1. 日本国憲法の成立と明治憲法との違い
1945年の敗戦後、GHQの強い指導のもとで新しい憲法が作成されました。1946年11月3日に発表(公布)され、1947年5月3日からスタート(施行)したのが現在の日本国憲法です。
戦前の明治憲法(大日本帝国憲法)との最大の違いは、「国の主権が誰にあるか」です。
| 比較項目 | 大日本帝国憲法(明治憲法) | 日本国憲法(現行憲法) |
|---|---|---|
| 主権者 | 天皇(統治権を総攬) | 国民(国民が主権を持つ) |
| 天皇の立場 | 神聖不可侵の主権者 | 日本国・国民統合の「象徴」 |
| 国民の権利 | 「法律の範囲内」でのみ認める | 侵すことのできない「基本的人権」 |
| 戦争への姿勢 | 宣戦布告など、軍の指揮権は天皇にある | 徹底的な「平和主義」(戦争の放棄) |
2. 日本国憲法の「三つの基本原則」
日本国憲法には、絶対に揺るがしてはならない3つの大黒柱があります。公民の記述や穴埋めで最も出題される基本原則です。
① 国民主権(こくみんしゅげん)
政治を決める最終的な決定権は、私たち国民にあるという原則。天皇は政治の権限を持たず、日本国および日本国民統合の「象徴(しょうちょう)」とされました。
② 基本的人権の尊重(きほんてきじんけんのそんちょう)
人間が生まれながらに持っている、人間らしく生きるための不可侵の権利(人権)を永久の権利として保障する原則。※次の単元で詳しく解説します。
③ 平和主義(へいわしゅぎ)
悲惨な大戦の反省から、二度と戦争による惨禍を繰り返さないという強い決意を表した原則。憲法第9条に具体的な中身が規定されています。
3. 平和主義と憲法第9条
憲法第9条は、徹底した平和主義を実現するため、他国に類を見ない次の3項目を定めています。
◆ 憲法第9条の3つの柱(超重要・穴埋め必須!)
・戦争の放棄(ほうき):国権の発動たる戦争と、武力による威嚇・武力の行使を永久に放棄する。
・戦力の不保持(ふほじ):陸海空軍その他の戦力を保持しない。
・交戦権(こうせんけん)の否認(ひにん):国の交戦権は認めない。
図1:平和主義を宣言し、二度と戦争を起こさないことを誓う日本国憲法第9条のイメージ
① 自衛隊(じえいたい)と憲法問題
憲法第9条で「戦力を保持しない」と定めていますが、日本は自衛のための最小限の実力組織として1954年に自衛隊(じえいたい)を創設しました。

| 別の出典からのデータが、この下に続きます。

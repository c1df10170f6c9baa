//! Listener configuration for the API server and the Prometheus endpoint.
//!
//! # Environment Variables
//!
//! - `HOST`: Bind address (default: `0.0.0.0`)
//! - `PORT`: API port (default: 3000)
//! - `METRICS_PORT`: Prometheus scrape port (default: 9090)

use crate::env_or;

#[derive(Clone, Debug, PartialEq, Eq)]
pub struct ServerConfig {
    pub host: String,
    pub port: u16,
    pub metrics_port: u16,
}

impl Default for ServerConfig {
    fn default() -> Self {
        Self {
            host: "0.0.0.0".to_string(),
            port: 3000,
            metrics_port: 9090,
        }
    }
}

impl ServerConfig {
    #[must_use]
    pub fn from_env() -> Self {
        let defaults = Self::default();
        Self {
            host: env_or("HOST", defaults.host),
            port: env_or("PORT", defaults.port),
            metrics_port: env_or("METRICS_PORT", defaults.metrics_port),
        }
    }

    pub fn addr(&self) -> String {
        format!("{}:{}", self.host, self.port)
    }

    pub fn metrics_addr(&self) -> String {
        format!("{}:{}", self.host, self.metrics_port)
    }
}
pub mod controller;
pub mod model;
pub mod policy;
pub mod router;
pub mod service;
pub mod store;
pub mod summary;

pub use model::*;
pub use router::init_attendance_router;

政府は「自衛隊は戦力ではなく、自衛のための必要最小限度の『実力』であるため憲法違反ではない」と説明していますが、憲法第9条との整合性を巡る議論は現在も続いています。
② 日米安全保障体制と非核三原則
日本は自国の安全を守るため、アメリカとの間で日米安全保障条約(日米安保条約)を結び、国内にアメリカ軍の駐留を認めて共同で防衛する体制をとっています。
また、日本は世界で唯一の被爆国として、「核兵器を持たず、作らず、持ち込ませず」という非核三原則(ひかくさんげんそく)を国の方針として掲げ、平和を強く求めています。
🔥 この単元のテスト対策・暗記のコツ
-
★
明治憲法と日本国憲法の比較(記述!):
・記述:「主権者という観点から、明治憲法と現行憲法の違いを説明しなさい。」
・解答:「明治憲法では主権者は天皇であったが、日本国憲法では主権者は国民であり、天皇は政治の権限を持たない『象徴』と定められた。」 -
★
憲法第9条の3大キーワード:
・「戦争の放棄」「戦力の不保持」「交戦権の否認」の3つは、漢字の書き取りと空欄補充で100%と言っていいほど出題されます。確実に覚えてください。 -
★
非核三原則の中身:
・「持たず、作らず、持ち込ませず」の3原則。順番も含めて呪文のように唱えて暗記しましょう!